## Configuration

In [1]:
# Import spaCy
import spacy

from pathlib import Path
from spacy.matcher import Matcher

In [2]:
# This contains the processing pipeline
# As well as language-specific rules for tokenization etc.
nlp = spacy.load('en_core_web_lg')

In [3]:
# Read from a text file and replace newline characters
moby_dick = Path('../Text Files/moby_dick.txt').read_text(encoding='utf8')
moby_dick = moby_dick.replace('\n', '')

ai_forecast_1 = Path('../Text Files/ai_forecast1.txt').read_text(encoding='utf8')
ai_forecast_1 = ai_forecast_1.replace('\n', '')

ai_forecast_2 = Path('../Text Files/ai_forecast2.txt').read_text(encoding='utf8')
ai_forecast_2 = ai_forecast_2.replace('\n', '')

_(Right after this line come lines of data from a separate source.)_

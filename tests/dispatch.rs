//! Routing, loading and error reporting of top-level and nested calls.

mod common;

use common::{app_origin, config, constant, echo, failing, forward, host_calls, plugin_url, trapping, Harness};
use serde_json::json;
use supervisor::{ErrorKind, FunctionCallArgs, SupervisorConfig};

#[tokio::test]
async fn ungated_call_loads_lazily_without_prompting() {
    let mut h = Harness::new(config());
    h.publish("accounts", "plugin", &constant("api::login", r#"{"user":"alice"}"#));
    assert!(h.supervisor.loaded_plugins().is_empty());
    assert_eq!(h.http.request_count(&plugin_url("accounts", "plugin")), 0);

    let args = FunctionCallArgs::new("accounts", "api", "login", vec![json!("alice")]);
    let result = h
        .supervisor
        .function_call(&app_origin("myapp"), args.clone())
        .await
        .unwrap();
    assert_eq!(result, json!({"user": "alice"}));

    let again = h.supervisor.function_call(&app_origin("myapp"), args).await.unwrap();
    assert_eq!(again, result);
    assert_eq!(h.http.request_count(&plugin_url("accounts", "plugin")), 1);
    assert_eq!(h.supervisor.loaded_plugins().len(), 1);

    assert!(h.prompts.try_recv().is_err());
    assert_eq!(h.supervisor.pending_request().unwrap(), None);
}

#[tokio::test]
async fn params_reach_the_export() {
    let h = Harness::new(config());
    h.publish("tokens", "plugin", &echo("transfer::credit"));

    let result = h
        .supervisor
        .function_call(
            &app_origin("wallet"),
            FunctionCallArgs::new("tokens", "transfer", "credit", vec![json!("bob"), json!(12)]),
        )
        .await
        .unwrap();
    assert_eq!(result, json!(["bob", 12]));
}

#[tokio::test]
async fn malformed_calls_are_rejected_before_loading() {
    let h = Harness::new(config());
    let origin = app_origin("myapp");

    let bad_service = h
        .supervisor
        .function_call(&origin, FunctionCallArgs::new("Bad_Service", "api", "x", vec![]))
        .await
        .unwrap_err();
    assert_eq!(bad_service.kind(), ErrorKind::Validation);

    let mut not_array = FunctionCallArgs::new("accounts", "api", "login", vec![]);
    not_array.params = json!({"user": "alice"});
    let err = h.supervisor.function_call(&origin, not_array).await.unwrap_err();
    assert_eq!(err.kind(), ErrorKind::Validation);

    assert!(h.http.requests().is_empty());
}

#[tokio::test]
async fn missing_plugins_and_exports_are_not_found() {
    let h = Harness::new(config());
    h.publish("accounts", "plugin", &constant("api::login", "true"));
    let origin = app_origin("myapp");

    let err = h
        .supervisor
        .function_call(&origin, FunctionCallArgs::new("nowhere", "api", "x", vec![]))
        .await
        .unwrap_err();
    assert_eq!(err.kind(), ErrorKind::NotFound);

    let err = h
        .supervisor
        .function_call(&origin, FunctionCallArgs::new("accounts", "api", "logout", vec![]))
        .await
        .unwrap_err();
    assert_eq!(err.kind(), ErrorKind::NotFound);
}

#[tokio::test]
async fn trap_is_reported_and_instance_stays_usable() {
    let h = Harness::new(config());
    h.publish("flaky", "plugin", &trapping("api::boom"));
    let origin = app_origin("myapp");

    let err = h
        .supervisor
        .function_call(&origin, FunctionCallArgs::new("flaky", "api", "boom", vec![]))
        .await
        .unwrap_err();
    assert_eq!(err.kind(), ErrorKind::Trap);

    let ok = h
        .supervisor
        .function_call(&origin, FunctionCallArgs::new("flaky", "ok", "ping", vec![]))
        .await
        .unwrap();
    assert_eq!(ok, json!("pong"));
}

#[tokio::test]
async fn bad_component_output_is_a_plugin_error() {
    let h = Harness::new(config());
    h.publish("broken", "plugin", &failing("api::fail"));
    h.publish("garbled", "plugin", &constant("api::get", "not json"));
    let origin = app_origin("myapp");

    let err = h
        .supervisor
        .function_call(&origin, FunctionCallArgs::new("broken", "api", "fail", vec![]))
        .await
        .unwrap_err();
    assert_eq!(err.kind(), ErrorKind::Plugin);

    let err = h
        .supervisor
        .function_call(&origin, FunctionCallArgs::new("garbled", "api", "get", vec![]))
        .await
        .unwrap_err();
    assert_eq!(err.kind(), ErrorKind::Plugin);
}

#[tokio::test]
async fn reentering_a_running_service_is_a_cycle() {
    let h = Harness::new(config());
    h.publish("alpha", "plugin", &forward("api::run", "beta:plugin", "api", "run"));
    h.publish("beta", "plugin", &forward("api::run", "alpha:plugin", "api", "run"));

    let result = h
        .supervisor
        .function_call(&app_origin("myapp"), FunctionCallArgs::new("alpha", "api", "run", vec![]))
        .await
        .unwrap();

    // alpha sees beta's output, which is beta's failed call back into alpha.
    assert_eq!(
        result,
        json!({"Ok": {"Err": {"message": "alpha -> beta -> alpha", "kind": "cyclic_call"}}})
    );
}

#[tokio::test]
async fn nested_calls_are_attributed_to_the_calling_service() {
    let h = Harness::new(config());
    h.publish("alpha", "plugin", &forward("api::run", "beta:plugin", "api", "stack"));
    h.publish(
        "beta",
        "plugin",
        &host_calls(&[
            ("api::stack", "getServiceStack", ""),
            ("api::remember", "dbSet", r#"{"key":"seen","value":true}"#),
        ]),
    );

    let result = h
        .supervisor
        .function_call(&app_origin("myapp"), FunctionCallArgs::new("alpha", "api", "run", vec![]))
        .await
        .unwrap();
    assert_eq!(result, json!({"Ok": {"Ok": ["alpha", "beta"]}}));

    let stored = h
        .supervisor
        .function_call(&app_origin("myapp"), FunctionCallArgs::new("beta", "api", "remember", vec![]))
        .await
        .unwrap();
    assert_eq!(stored, json!({"Ok": null}));
    assert!(h.has_storage_key("test-chain:beta:seen"));
}

#[tokio::test]
async fn aliases_redirect_to_the_implementing_plugin() {
    let mut config = config();
    config
        .plugin_aliases
        .insert("accounts:smart-auth".into(), "auth-sig:plugin".into());
    let h = Harness::new(config);
    h.publish("auth-sig", "plugin", &constant("auth::check", "true"));

    let result = h
        .supervisor
        .function_call(
            &app_origin("myapp"),
            FunctionCallArgs::new("accounts", "auth", "check", vec![]).with_plugin("smart-auth"),
        )
        .await
        .unwrap();
    assert_eq!(result, json!(true));
    assert_eq!(h.http.request_count(&plugin_url("auth-sig", "plugin")), 1);
    assert_eq!(h.http.request_count(&plugin_url("accounts", "smart-auth")), 0);
}

#[tokio::test]
async fn homepage_origin_calls_as_homepage() {
    let h = Harness::new(config());
    h.publish("viewer", "plugin", &host_calls(&[("api::app", "getActiveApp", "")]));

    let result = h
        .supervisor
        .function_call("https://psibase.test", FunctionCallArgs::new("viewer", "api", "app", vec![]))
        .await
        .unwrap();
    assert_eq!(
        result,
        json!({"Ok": {"app": "homepage", "origin": "https://psibase.test"}})
    );
}

#[tokio::test]
async fn component_errors_name_their_producer() {
    let h = Harness::new(config());
    h.publish("flaky", "plugin", &trapping("api::boom"));
    h.publish("alpha", "plugin", &forward("api::run", "beta:plugin", "api", "run"));
    h.publish("beta", "plugin", &failing("api::run"));
    let origin = app_origin("myapp");

    let err = h
        .supervisor
        .function_call(&origin, FunctionCallArgs::new("flaky", "api", "boom", vec![]))
        .await
        .unwrap_err();
    assert_eq!(err.producer(), Some("flaky"));
    assert_eq!(err.to_payload().producer.as_deref(), Some("flaky"));

    let result = h
        .supervisor
        .function_call(&origin, FunctionCallArgs::new("alpha", "api", "run", vec![]))
        .await
        .unwrap();
    assert_eq!(result["Err"]["kind"], "plugin");
    assert_eq!(result["Err"]["producer"], "beta");

    // Errors raised by the Supervisor itself carry no producer.
    let err = h
        .supervisor
        .function_call(&origin, FunctionCallArgs::new("nowhere", "api", "x", vec![]))
        .await
        .unwrap_err();
    assert_eq!(err.producer(), None);
}

fn transact_config() -> SupervisorConfig {
    let mut config = config();
    config.transact_plugin = Some("transact:plugin".into());
    config
}

fn publish_transact(h: &Harness) {
    h.publish(
        "transact",
        "plugin",
        &host_calls(&[
            ("admin::startTx", "dbSet", r#"{"key":"started","value":true}"#),
            ("admin::finishTx", "dbSet", r#"{"key":"finished","value":true}"#),
        ]),
    );
}

#[tokio::test]
async fn top_level_calls_run_inside_a_transaction() {
    let h = Harness::new(transact_config());
    publish_transact(&h);
    h.publish("accounts", "plugin", &constant("api::login", r#""alice""#));

    let result = h
        .supervisor
        .function_call(&app_origin("myapp"), FunctionCallArgs::new("accounts", "api", "login", vec![]))
        .await
        .unwrap();
    assert_eq!(result, json!("alice"));
    assert!(h.has_storage_key("test-chain:transact:started"));
    assert!(h.has_storage_key("test-chain:transact:finished"));
}

#[tokio::test]
async fn failed_call_leaves_the_transaction_unfinished() {
    let h = Harness::new(transact_config());
    publish_transact(&h);
    h.publish("broken", "plugin", &failing("api::fail"));

    let err = h
        .supervisor
        .function_call(&app_origin("myapp"), FunctionCallArgs::new("broken", "api", "fail", vec![]))
        .await
        .unwrap_err();
    assert_eq!(err.kind(), ErrorKind::Plugin);
    assert!(h.has_storage_key("test-chain:transact:started"));
    assert!(!h.has_storage_key("test-chain:transact:finished"));
}

#[tokio::test]
async fn missing_transaction_plugin_fails_the_call() {
    let h = Harness::new(transact_config());
    h.publish("accounts", "plugin", &constant("api::login", r#""alice""#));

    let err = h
        .supervisor
        .function_call(&app_origin("myapp"), FunctionCallArgs::new("accounts", "api", "login", vec![]))
        .await
        .unwrap_err();
    assert_eq!(err.kind(), ErrorKind::NotFound);
    assert_eq!(h.http.request_count(&plugin_url("accounts", "plugin")), 0);
}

# Import them into a Doc object
moby_dick_doc = nlp(moby_dick)
ai_forecast_1_doc = nlp(ai_forecast_1)
ai_forecast_2_doc = nlp(ai_forecast_2)

# Test
print(moby_dick_doc.text)

I stuffed a shirt or two into my old carpet-bag, tucked it under my arm, and started for Cape Horn and the Pacific. Quitting the good city of old Manhatto, I duly arrived in New Bedford. It was a Saturday night in December. Much was I disappointed upon learning that the little packet for Nantucket had already sailed, and that no way of reaching that place would offer, till the following Monday. As most young candidates for the pains and penalties of whaling stop at this same New Bedford, thence to embark on their voyage, it may as well be related that I, for one, had no idea of so doing. For my mind was made up to sail in no other than a Nantucket craft, because there was a fine, boisterous something about everything connected with that famous old island, which amazingly pleased me. Besides though New Bedford has of late been gradually monopolising the business of whaling, and though in this matter poor old Nantucket is now much behind her, yet Nantucket was her great original—the Tyre

# Print out the POS and the grammatical structure of the sentences

Note: I intentionally only printed the first two sentences for both, in order to not clutter up the screen.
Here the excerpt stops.